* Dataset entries
▬▬▬▬▬▬
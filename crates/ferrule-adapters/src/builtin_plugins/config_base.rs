//! `builtin:config-base` - the configuration every build starts from.

use async_trait::async_trait;
use serde_json::{Map, Value, json};

use ferrule_core::prelude::*;

pub const NAME: &str = "builtin:config-base";

pub struct BaseConfig;

#[async_trait]
impl Plugin for BaseConfig {
    fn name(&self) -> &str {
        NAME
    }

    async fn apply(&self, host: &mut Host, _args: &[Value]) -> anyhow::Result<()> {
        host.chain_webpack(|chain, options, host| {
            chain.mode(options.mode.as_str()).context(host.root());

            if options.target.is_browser() {
                for entry in host.entries()? {
                    chain.entry(&entry.name).merge(entry.entry);
                }
            }

            let config = host.config();
            let filenames = &config.output_filenames;
            chain
                .output()
                .path(&config.dist)
                .filename(filenames.js.clone())
                .chunk_filename(filenames.js.clone())
                .public_path(config.public_path.clone());

            chain
                .rule("js")
                .test(r"\.(js|mjs|jsx|ts|tsx)$")
                .exclude("node_modules")
                .use_loader("babel")
                .loader("babel-loader")
                .options(json!({
                    "cacheDirectory": config.cache_directory.join("babel-loader"),
                }));

            let css = chain.rule("css").test(r"\.css$");
            if options.extract_css {
                css.use_loader("extract").loader("mini-css-extract-plugin/loader");
            } else {
                css.use_loader("style").loader("style-loader");
            }
            css.use_loader("css").loader("css-loader");

            chain
                .rule("assets")
                .test(r"\.(png|jpe?g|gif|svg|woff2?|eot|ttf)$")
                .use_loader("url")
                .loader("url-loader")
                .options(json!({
                    "limit": 10000,
                    "name": format!("assets/{}", filenames.file),
                }));

            chain
                .plugin("define")
                .use_plugin("webpack.DefinePlugin", vec![define_values(host)]);

            if options.extract_css {
                chain.plugin("extract-css").use_plugin(
                    "mini-css-extract-plugin",
                    vec![json!({ "filename": filenames.css })],
                );
            }
            Ok(())
        });
        Ok(())
    }
}

/// `process.env.<KEY>` definitions with JSON-encoded values.
fn define_values(host: &Host) -> Value {
    let mut defs = Map::new();
    for (key, value) in host.envs() {
        defs.insert(
            format!("process.env.{key}"),
            Value::String(value.to_string()),
        );
    }
    defs.insert(
        "process.env.NODE_ENV".into(),
        Value::String(Value::String(host.mode().as_str().to_string()).to_string()),
    );
    Value::Object(defs)
}
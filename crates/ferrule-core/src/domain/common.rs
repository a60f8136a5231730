use std::path::{Component, Path, PathBuf};

/// Resolve `segments` onto `root` the way a shell `cd` sequence would.
///
/// Each segment is joined in turn; an absolute segment discards everything
/// before it. The result is lexically normalized (`.` dropped, `..` pops a
/// component) without touching the filesystem, so symlinks are not followed.
///
/// Resolving an already-absolute path returns it (normalized) regardless of
/// `root`, and resolving the same relative input twice yields the same path.
pub fn resolve_from<I, S>(root: &Path, segments: I) -> PathBuf
where
    I: IntoIterator<Item = S>,
    S: AsRef<Path>,
{
    let mut joined = root.to_path_buf();
    for segment in segments {
        joined.push(segment.as_ref());
    }
    normalize(&joined)
}

/// Lexically normalize a path.
///
/// `..` above the root of an absolute path is dropped; on a relative path it
/// is kept so that `../x` stays meaningful.
pub fn normalize(path: &Path) -> PathBuf {
    let mut out = PathBuf::new();
    for component in path.components() {
        match component {
            Component::CurDir => {}
            Component::ParentDir => {
                let popped = matches!(
                    out.components().next_back(),
                    Some(Component::Normal(_))
                ) && out.pop();
                if !popped && !out.has_root() {
                    out.push("..");
                }
            }
            other => out.push(other.as_os_str()),
        }
    }
    if out.as_os_str().is_empty() {
        out.push(".");
    }
    out
}

/// Strip one trailing script extension (`.js`, `.ts`, `.jsx`, `.tsx`).
pub fn strip_script_extension(path: &str) -> &str {
    for ext in SCRIPT_EXTENSIONS {
        if let Some(stripped) = path.strip_suffix(ext) {
            return stripped;
        }
    }
    path
}

/// Extensions tried, in order, when resolving an extension-less entry file.
pub const SCRIPT_EXTENSIONS: [&str; 4] = [".js", ".ts", ".jsx", ".tsx"];
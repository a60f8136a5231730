//! Global plugin list persisted in a JSON file.

use std::path::{Path, PathBuf};

use serde_json::{Map, Value};
use tracing::debug;

use ferrule_core::{
    application::{ApplicationError, ports::GlobalPluginStore},
    error::FerruleResult,
};

const PLUGINS_KEY: &str = "plugins";

/// Stores the list under `plugins` in a JSON object; other keys are kept.
#[derive(Debug, Clone)]
pub struct JsonGlobalStore {
    path: PathBuf,
}

impl JsonGlobalStore {
    pub fn new(path: impl Into<PathBuf>) -> Self {
        Self { path: path.into() }
    }

    pub fn path(&self) -> &Path {
        &self.path
    }

    fn read_object(&self) -> FerruleResult<Map<String, Value>> {
        if !self.path.is_file() {
            return Ok(Map::new());
        }
        let text = std::fs::read_to_string(&self.path).map_err(|e| self.error(e))?;
        if text.trim().is_empty() {
            return Ok(Map::new());
        }
        match serde_json::from_str::<Value>(&text).map_err(|e| self.error(e))? {
            Value::Object(map) => Ok(map),
            _ => Err(self.error("expected a JSON object").into()),
        }
    }

    fn error(&self, reason: impl ToString) -> ApplicationError {
        ApplicationError::GlobalStore {
            reason: format!("{}: {}", self.path.display(), reason.to_string()),
        }
    }
}

impl GlobalPluginStore for JsonGlobalStore {
    fn load(&self) -> FerruleResult<Vec<String>> {
        let object = self.read_object()?;
        let plugins = match object.get(PLUGINS_KEY) {
            None | Some(Value::Null) => Vec::new(),
            Some(Value::Array(items)) => items
                .iter()
                .filter_map(|v| v.as_str().map(str::to_string))
                .collect(),
            Some(_) => return Err(self.error("\"plugins\" must be an array").into()),
        };
        Ok(plugins)
    }

    fn save(&self, plugins: &[String]) -> FerruleResult<()> {
        let mut object = self.read_object()?;
        object.insert(PLUGINS_KEY.into(), Value::from(plugins.to_vec()));

        if let Some(parent) = self.path.parent().filter(|p| !p.as_os_str().is_empty()) {
            std::fs::create_dir_all(parent).map_err(|e| self.error(e))?;
        }
        let text = serde_json::to_string_pretty(&Value::Object(object)).map_err(|e| self.error(e))?;
        std::fs::write(&self.path, text + "\n").map_err(|e| self.error(e))?;
        debug!(path = %self.path.display(), count = plugins.len(), "global plugins saved");
        Ok(())
    }
}

#[cfg(test)]
mod tests {
    use serde_json::json;

    use super::*;

    #[test]
    fn missing_file_is_an_empty_list() {
        let dir = tempfile::tempdir().unwrap();
        let store = JsonGlobalStore::new(dir.path().join(".ferrule.config.json"));
        assert!(store.load().unwrap().is_empty());
    }

    #[test]
    fn save_keeps_unrelated_keys() {
        let dir = tempfile::tempdir().unwrap();
        let path = dir.path().join(".ferrule.config.json");
        std::fs::write(&path, r#"{ "registry": "https://npm.example", "plugins": ["a"] }"#).unwrap();

        let store = JsonGlobalStore::new(&path);
        store.save(&["a".into(), "b".into()]).unwrap();

        let saved: Value = serde_json::from_str(&std::fs::read_to_string(&path).unwrap()).unwrap();
        assert_eq!(
            saved,
            json!({ "registry": "https://npm.example", "plugins": ["a", "b"] })
        );
        assert_eq!(store.load().unwrap(), ["a", "b"]);
    }

    #[test]
    fn malformed_file_is_an_error() {
        let dir = tempfile::tempdir().unwrap();
        let path = dir.path().join("g.json");
        std::fs::write(&path, "[1, 2]").unwrap();
        assert!(JsonGlobalStore::new(&path).load().is_err());
    }
}
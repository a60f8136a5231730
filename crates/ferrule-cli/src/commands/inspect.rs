//! `ferrule inspect`: print the resolved bundler configuration.

use tracing::instrument;

use ferrule_core::prelude::{BuildMode, BuildOptions, BuildTarget};

use super::open_host;
use crate::{
    cli::{GlobalArgs, InspectArgs},
    config::AppConfig,
    error::CliResult,
    output::OutputManager,
};

#[instrument(skip_all, fields(target = ?args.target, mode = ?args.mode))]
pub async fn execute(
    args: InspectArgs,
    global: &GlobalArgs,
    config: &AppConfig,
    output: &OutputManager,
) -> CliResult<()> {
    let mut host = open_host(global, config, args.write).await?;
    host.set_mode(BuildMode::from(args.mode));

    let options = BuildOptions::new(BuildTarget::from(args.target)).ssr(args.ssr);
    let resolved = host.resolve_configuration(options).await?;

    let text = serde_json::to_string_pretty(&resolved).map_err(std::io::Error::from)?;
    output.data(&text)?;
    Ok(())
}
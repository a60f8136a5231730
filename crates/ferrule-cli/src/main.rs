//! # ferrule CLI
//!
//! Front-end project scaffolding and bundler configuration, driven by plugins.
//!
//! ## Startup sequence
//!
//! 1. Load `.env` and parse CLI arguments.
//! 2. Initialise the tracing subscriber.
//! 3. Load tool settings (global plugin list location).
//! 4. Build the [`OutputManager`] and an async runtime.
//! 5. Dispatch to the command handler.
//! 6. Translate any [`CliError`] into a user-facing message and exit code.
//!
//! ## Exit codes
//!
//! | Code | Meaning                 |
//! |------|-------------------------|
//! |  0   | Success                 |
//! |  1   | Internal / plugin error |
//! |  2   | User / input error      |
//! |  3   | Resource not found      |
//! |  4   | Configuration error     |

use std::process::ExitCode;

use clap::Parser;
use tracing::{debug, info, instrument};

use crate::{
    cli::{Cli, Commands},
    commands::scaffold::Kind,
    config::AppConfig,
    error::{CliError, CliResult},
    logging::init_logging,
    output::OutputManager,
};

mod cli;
mod commands;
mod config;
mod error;
mod logging;
mod output;

fn main() -> ExitCode {
    // Missing .env is fine.
    let _ = dotenvy::dotenv();

    let cli = match Cli::try_parse() {
        Ok(cli) => cli,
        Err(e) => {
            // --help and --version also land here and exit 0.
            let code = if e.use_stderr() { 2 } else { 0 };
            let _ = e.print();
            return ExitCode::from(code);
        }
    };

    if let Err(e) = init_logging(&cli.global) {
        eprintln!("Failed to initialise logging: {e}");
        return ExitCode::from(1);
    }

    debug!(
        verbose = cli.global.verbose,
        quiet = cli.global.quiet,
        no_color = cli.global.no_color,
        "CLI started"
    );

    let config = match AppConfig::load() {
        Ok(cfg) => cfg,
        Err(e) => {
            eprintln!("Failed to load settings: {e:#}");
            return ExitCode::from(4);
        }
    };

    let output = OutputManager::new(&cli.global);
    let verbose = cli.global.verbose > 0 || cli.global.debug;

    let runtime = match tokio::runtime::Builder::new_current_thread()
        .enable_all()
        .build()
    {
        Ok(rt) => rt,
        Err(e) => {
            eprintln!("Failed to start async runtime: {e}");
            return ExitCode::from(1);
        }
    };

    match runtime.block_on(run(cli, config, output)) {
        Ok(()) => {
            info!("ferrule completed successfully");
            ExitCode::SUCCESS
        }
        Err(e) => handle_error(e, verbose),
    }
}

#[instrument(skip_all)]
async fn run(cli: Cli, config: AppConfig, output: OutputManager) -> CliResult<()> {
    let global = &cli.global;
    match cli.command {
        Commands::Create(args) => commands::create::execute(args, global, &config, &output).await,
        Commands::Page(args) => {
            commands::scaffold::execute(Kind::Page, args, global, &config, &output).await
        }
        Commands::Component(args) => {
            commands::scaffold::execute(Kind::Component, args, global, &config, &output).await
        }
        Commands::Plugin(cmd) => commands::plugin::execute(cmd, &config, &output),
        Commands::Inspect(args) => commands::inspect::execute(args, global, &config, &output).await,
        Commands::Completions(args) => commands::completions::execute(args),
    }
}

/// Log the error, print it on stderr and map it to an exit code.
fn handle_error(err: CliError, verbose: bool) -> ExitCode {
    if matches!(err, CliError::Cancelled) {
        eprintln!("{err}");
        return ExitCode::SUCCESS;
    }
    err.log();

    let msg = if std::io::IsTerminal::is_terminal(&std::io::stderr()) {
        err.format_colored(verbose)
    } else {
        err.format_plain(verbose)
    };
    eprint!("{msg}");

    ExitCode::from(err.exit_code())
}

#[cfg(test)]
mod tests {
    use super::*;
    use clap::CommandFactory;

    #[test]
    fn cli_structure_is_valid() {
        Cli::command().debug_assert();
    }

    #[test]
    fn cli_version_matches_cargo() {
        let cmd = Cli::command();
        assert_eq!(cmd.get_version(), Some(env!("CARGO_PKG_VERSION")));
    }

    #[test]
    fn cli_has_author() {
        let cmd = Cli::command();
        assert!(cmd.get_author().is_some());
    }
}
▬▬▬▬▬▬
* TRY IT
Would you copy every line of the entries that includes the word "GlobalPluginStore"?

* RESULT FOR THIS EXERCISE
    application::{ApplicationError, ports::GlobalPluginStore},
impl GlobalPluginStore for JsonGlobalStore {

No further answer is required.